4. Crossing two links to form an X makes no difference logically, any more than crossing links in a normal LAG would. However, physically, it provides much improved fault tolerance. If any of the switches fail, LACP reconfigures paths in as little as a few seconds. Operation continues with paths existing between all sources and destinations, albeit with degraded bandwidth.

== Implementations ==

The following table lists known vendor implementations of MC-LAG, all of which are proprietary.

| Vendor | Implementation name |
|---|---|
| ADVA Optical Networking | MC-LAG |
| Arista Networks | MLAG |
| Aruba Networks (formerly HP ProCurve) | Distributed Trunking under Intelligent Resilient Framework switch clustering technology |
| Avaya | Distributed Split Multi-Link Trunking |
| Ruckus Networks (formerly Brocade) | Multi-Chassis Trunking |
| Ciena | MC-LAG |
| Cisco Catalyst 6500 | Multichassis Etherchannel (MEC) - Virtual Switching System (VSS) |
| Cisco Catalyst 3750 (and similar) | Cross-Stack EtherChannel |
| Cisco Catalyst 9000 | StackWise Virtual |
| Cisco Nexus | Virtual PortChannel (vPC), where a PortChannel is a regular LAG |
| Cisco IOS XR | mLACP (Multichassis Link Aggregation Control Protocol) |
| Cumulus Networks | MLAG (formerly CLAG) |
| Dell Networking (formerly Force10 Networks, formerly nCore) | DNOS6.x Virtual Port Channel (vPC) or Virtual Link Trunking |
| Edgecore Networks | MLAG |
| Extreme Networks | MLAG (Multi Switch Link Aggregation Group) |
| Ericsson | MC-LAG (Multi Chassis Link Aggregation Group) |
| FS | MLAG |
| Fortinet | MC-LAG (Multi Chassis Link Aggregation Group) |
| H3C | Distributed Resilient Network Interconnect |
| Huawei | M-LAG |
| Juniper | MC-LAG |
| Lenovo Networking (formerly IBM) | vLAG |
| Mellanox Technologies | MLAG |
| MikroTik | MLAG |
| NEC | MC-LAG (Openflow to traditional network) |
| Nocsys | MLAG |
| Netgear | MLAG |
| Nokia (Formerly Alcatel-Lucent) | MC-LAG |
| Nortel | Split multi-link trunking |
| Nuage Networks (from Nokia) | MC-LAG; including MCS (Multi-chassis Sync) |
| Plexxi (now Aruba Networks)) | vLAG |
| Pluribus Networks (now Arista Networks) | vLAG |
| UniFi | MC-LAG |
| ZTE | MC-LAG |

==Alternatives==
The link aggregation configuration is superior to Spanning Tree Protocol as the load can be shared across all links during normal operation, whereas Spanning Tree Protocol must disable some links to prevent loops.

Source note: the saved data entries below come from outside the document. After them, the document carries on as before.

//! Text grids extracted from tabular nodes.

use super::{Node, NodeKind};
use serde::{Deserialize, Serialize};

/// Head/body text grid of a table.
#[derive(Debug, Clone, Default, PartialEq, Eq, Serialize, Deserialize)]
pub struct TableGrid {
    /// Header rows
    #[serde(default)]
    pub head: Vec<Vec<String>>,

    /// Data rows
    #[serde(default)]
    pub body: Vec<Vec<String>>,
}

impl TableGrid {
    /// Create a grid from header and body rows.
    pub fn new(head: Vec<Vec<String>>, body: Vec<Vec<String>>) -> Self {
        Self { head, body }
    }

    /// Widest row across head and body.
    pub fn column_count(&self) -> usize {
        self.head
            .iter()
            .chain(&self.body)
            .map(Vec::len)
            .max()
            .unwrap_or(0)
    }

    /// Check if the grid has no rows at all.
    pub fn is_empty(&self) -> bool {
        self.head.is_empty() && self.body.is_empty()
    }
}

/// Rows belonging to `table`, grouped by section.
///
/// Nested tables are not descended into.
struct TableRows<'a> {
    head: Vec<&'a Node>,
    body: Vec<&'a Node>,
    other: Vec<&'a Node>,
}

fn collect_rows(table: &Node) -> TableRows<'_> {
    let mut rows = TableRows {
        head: Vec::new(),
        body: Vec::new(),
        other: Vec::new(),
    };
    for child in &table.children {
        match child.kind {
            NodeKind::Row => rows.other.push(child),
            NodeKind::TableHead => rows
                .head
                .extend(child.children.iter().filter(|n| n.kind == NodeKind::Row)),
            NodeKind::TableBody => rows
                .body
                .extend(child.children.iter().filter(|n| n.kind == NodeKind::Row)),
            NodeKind::TableFoot => rows
                .other
                .extend(child.children.iter().filter(|n| n.kind == NodeKind::Row)),
            _ => {}
        }
    }
    rows
}

/// Exportable cells of a row: cells without the no-export marker.
fn exportable_cells<'a>(row: &'a Node, no_export_class: &'a str) -> impl Iterator<Item = &'a Node> {
    row.children
        .iter()
        .filter(move |c| c.kind.is_cell() && !c.has_class(no_export_class))
}

fn row_text(row: &Node, no_export_class: &str) -> Option<Vec<String>> {
    let cells: Vec<String> = exportable_cells(row, no_export_class)
        .map(|c| c.text_content().trim().to_string())
        .collect();
    cells.iter().any(|c| !c.is_empty()).then_some(cells)
}

/// Extract the text grid of a table node.
///
/// Header rows come from the head section and data rows from the body
/// section. Without head/body sectioning every row is treated as data.
/// Rows whose exportable cells are all empty are dropped.
pub fn extract_table_grid(table: &Node, no_export_class: &str) -> TableGrid {
    let rows = collect_rows(table);
    let sectioned = !rows.head.is_empty() || !rows.body.is_empty();

    let to_text = |rows: &[&Node]| -> Vec<Vec<String>> {
        rows.iter()
            .filter_map(|row| row_text(row, no_export_class))
            .collect()
    };

    if sectioned {
        TableGrid::new(to_text(&rows.head), to_text(&rows.body))
    } else {
        TableGrid::new(Vec::new(), to_text(&rows.other))
    }
}

/// Maximum exportable column count over every row of every table in `root`.
pub fn max_table_columns(root: &Node, no_export_class: &str) -> usize {
    root.descendants()
        .filter(|n| n.is_table())
        .flat_map(|table| {
            let rows = collect_rows(table);
            rows.head
                .into_iter()
                .chain(rows.body)
                .chain(rows.other)
                .map(|row| exportable_cells(row, no_export_class).count())
                .collect::<Vec<_>>()
        })
        .max()
        .unwrap_or(0)
}
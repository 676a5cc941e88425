//! # fieldpdf
//!
//! Headless document export pipeline for field-operations forms.
//!
//! A rendered form page is described as a serde-loadable visual tree. The
//! pipeline segments the export root into raster runs and tables, paginates
//! them onto A4 pages, saves the PDF and emails it through a mail relay,
//! tracking delivery status along the way.
//!
//! ## Quick Start
//!
//! ```no_run
//! use fieldpdf::{export_page, ExportOptions, Page};
//!
//! #[tokio::main]
//! async fn main() -> fieldpdf::Result<()> {
//!     let mut page = Page::open("parte_diario.json")?;
//!     let options = ExportOptions::new("parte_diario").with_recipient("ops@example.com");
//!
//!     let result = export_page(&mut page, "report", "out", &options).await?;
//!     println!("email sent: {}", result.email_success);
//!     Ok(())
//! }
//! ```
//!
//! ## Features
//!
//! - **Segmentation**: tables become native, searchable PDF tables; the rest
//!   is rasterized
//! - **Pagination**: raster slicing and repeated table headers across pages
//! - **Orientation inference**: wide tables switch to landscape
//! - **Declarative documents**: render structured blocks straight to PDF
//! - **Mail relay delivery**: partial success keeps the saved document even
//!   when email fails

pub mod compose;
pub mod error;
pub mod export;
pub mod model;
pub mod segment;
pub mod store;

// Re-export commonly used types
pub use compose::{
    infer_orientation, render_document, Compositor, DraftRasterizer, Orientation, PageFormat,
    Rasterizer,
};
pub use error::{Error, Result};
pub use export::{
    DirectorySink, DocumentExporter, EmailStatus, ExportConfig, ExportOptions, ExportPipeline,
    ExportResult, ExportSource, HttpMailRelay, MailRelay, RelayConfig, ReportSummary,
    StatusTracker,
};
pub use model::{DeclarativeDocument, DocBlock, Node, NodeKind, Page, TableGrid};
pub use segment::{build_segments, has_table_segments, Segment};
pub use store::{CachedRecordStore, Record, RecordStore, RemoteTable};

use std::path::Path;
use std::sync::Arc;

/// Build a pipeline with the bundled rasterizer, a directory sink and the
/// HTTP relay configured from the environment.
pub fn default_pipeline<P: AsRef<Path>>(output_dir: P) -> Result<ExportPipeline> {
    let relay = HttpMailRelay::new(RelayConfig::from_env())?;
    Ok(ExportPipeline::new(
        Arc::new(DraftRasterizer::new()),
        Arc::new(DirectorySink::new(output_dir.as_ref())),
        Arc::new(relay),
    ))
}

/// Capture `element_id` of `page`, save it under `output_dir` and email it
/// when the options name a recipient.
///
/// # Example
///
/// ```no_run
/// use fieldpdf::{export_page, ExportOptions, Page};
///
/// # async fn run() -> fieldpdf::Result<()> {
/// let mut page = Page::open("permiso.json")?;
/// let result = export_page(&mut page, "form", "out", &ExportOptions::new("permiso")).await?;
/// assert!(!result.email_success);
/// # Ok(())
/// # }
/// ```
pub async fn export_page<P: AsRef<Path>>(
    page: &mut Page,
    element_id: &str,
    output_dir: P,
    options: &ExportOptions,
) -> Result<ExportResult> {
    default_pipeline(output_dir)?
        .export_capture(page, element_id, options)
        .await
}

/// Render a declarative document, save it under `output_dir` and email it
/// when the options name a recipient.
pub async fn export_document<P: AsRef<Path>>(
    doc: &DeclarativeDocument,
    output_dir: P,
    options: &ExportOptions,
) -> Result<ExportResult> {
    default_pipeline(output_dir)?
        .export_declarative(doc, options)
        .await
}

/// Render a page element to PDF bytes without saving or emailing.
///
/// # Example
///
/// ```no_run
/// use fieldpdf::{capture_to_bytes, Page};
///
/// # async fn run() -> fieldpdf::Result<()> {
/// let mut page = Page::open("parte_diario.json")?;
/// let pdf = capture_to_bytes(&mut page, "report", None).await?;
/// std::fs::write("parte_diario.pdf", pdf)?;
/// # Ok(())
/// # }
/// ```
pub async fn capture_to_bytes(page: &mut Page, element_id: &str, orientation: Option<Orientation>) -> Result<Vec<u8>> {
    let exporter = export::CaptureExporter::new(Arc::new(DraftRasterizer::new()), ExportConfig::default());
    let mut options = ExportOptions::new(element_id);
    options.orientation = orientation;
    let source = ExportSource::Capture { page, element_id };
    exporter.validate(&source)?;
    Ok(exporter.render(source, &options).await?.bytes)
}

/// Library version.
pub const VERSION: &str = env!("CARGO_PKG_VERSION");
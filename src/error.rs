//! Error types for the fieldpdf export pipeline.

use std::io;
use thiserror::Error;

/// Result type alias for fieldpdf operations.
pub type Result<T> = std::result::Result<T, Error>;

/// Error types that can occur while exporting a document.
#[derive(Error, Debug)]
pub enum Error {
    /// I/O error when reading or writing files.
    #[error("I/O error: {0}")]
    Io(#[from] io::Error),

    /// JSON (de)serialization error.
    #[error("JSON error: {0}")]
    Json(#[from] serde_json::Error),

    /// The named export root does not exist in the page.
    #[error("Export target not found: {0}")]
    CaptureTargetMissing(String),

    /// Segmentation, table extraction or page composition failed.
    #[error("Rendering error: {0}")]
    Render(String),

    /// The raster backend failed to capture a segment.
    #[error("Rasterization error: {0}")]
    Rasterize(String),

    /// Error building the PDF object graph.
    #[error("PDF error: {0}")]
    Pdf(#[from] lopdf::Error),

    /// Error decoding or encoding raster data.
    #[error("Image error: {0}")]
    Image(#[from] image::ImageError),

    /// Network failure while talking to the mail relay.
    #[error("Email transport error: {0}")]
    EmailTransport(String),

    /// The mail relay answered with a non-success status.
    #[error("Email server error ({status}): {message}")]
    EmailServer {
        /// HTTP status code
        status: u16,
        /// Best available message from the response
        message: String,
    },

    /// Record store failure (remote and cache both unavailable).
    #[error("Record store error: {0}")]
    Store(String),

    /// Invalid configuration value.
    #[error("Configuration error: {0}")]
    Config(String),

    /// Generic error with message.
    #[error("{0}")]
    Other(String),
}

impl From<reqwest::Error> for Error {
    fn from(err: reqwest::Error) -> Self {
        Error::EmailTransport(err.to_string())
    }
}

impl Error {
    /// Whether this error aborts the whole export (no document saved).
    pub fn is_fatal(&self) -> bool {
        !matches!(
            self,
            Error::EmailTransport(_) | Error::EmailServer { .. } | Error::Store(_)
        )
    }
}

#[cfg(test)]
mod tests {
    use super::*;

    #[test]
    fn test_error_display() {
        let err = Error::CaptureTargetMissing("report-root".into());
        assert_eq!(err.to_string(), "Export target not found: report-root");

        let err = Error::EmailServer {
            status: 500,
            message: "mailbox full".into(),
        };
        assert_eq!(err.to_string(), "Email server error (500): mailbox full");
    }

    #[test]
    fn test_io_error_conversion() {
        let io_err = io::Error::new(io::ErrorKind::NotFound, "file not found");
        let err: Error = io_err.into();
        assert!(matches!(err, Error::Io(_)));
    }

    #[test]
    fn test_fatal_classification() {
        assert!(Error::Render("boom".into()).is_fatal());
        assert!(Error::CaptureTargetMissing("x".into()).is_fatal());
        assert!(!Error::EmailTransport("offline".into()).is_fatal());
    }
}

With Spanning Tree Protocol there is a potential delay when recovering from failure. Link aggregation typically can recover quickly from failure.

IEEE 802.1aq (Shortest Path Bridging) is an alternative to MC-LAG that can be used for complex networks.

TRILL (TRansparent Interconnection of Lots of Links) allows Ethernet to use an arbitrary topology, and enables per-flow pair-wise load splitting by way of Dijkstra's algorithm without configuration or user intervention.